• What to produce: Each line of the data that includes the string "static" is to be copied out.

• Data for the task:
-------
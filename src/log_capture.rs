//! Logger for tests that keeps the records emitted on the calling thread.

use std::cell::RefCell;
use std::sync::Once;

use log::{Level, LevelFilter, Log, Metadata, Record};

struct Capture;

thread_local! {
    static RECORDS: RefCell<Vec<(Level, String)>> = const { RefCell::new(Vec::new()) };
}

impl Log for Capture {
    fn enabled(&self, _metadata: &Metadata) -> bool {
        true
    }

    fn log(&self, record: &Record) {
        RECORDS.with(|records| {
            records
                .borrow_mut()
                .push((record.level(), record.args().to_string()))
        });
    }

    fn flush(&self) {}
}

static LOGGER: Capture = Capture;
static INIT: Once = Once::new();

/// Run `f` and return its result with every record it logged.
pub(crate) fn capture<R>(f: impl FnOnce() -> R) -> (R, Vec<(Level, String)>) {
    INIT.call_once(|| {
        if log::set_logger(&LOGGER).is_ok() {
            log::set_max_level(LevelFilter::Trace);
        }
    });

    RECORDS.with(|records| records.borrow_mut().clear());
    let result = f();
    let records = RECORDS.with(|records| records.borrow_mut().drain(..).collect());
    (result, records)
}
-------
• Answer box:
    static RECORDS: RefCell<Vec<(Level, String)>> = const { RefCell::new(Vec::new()) };
static LOGGER: Capture = Capture;
static INIT: Once = Once::new();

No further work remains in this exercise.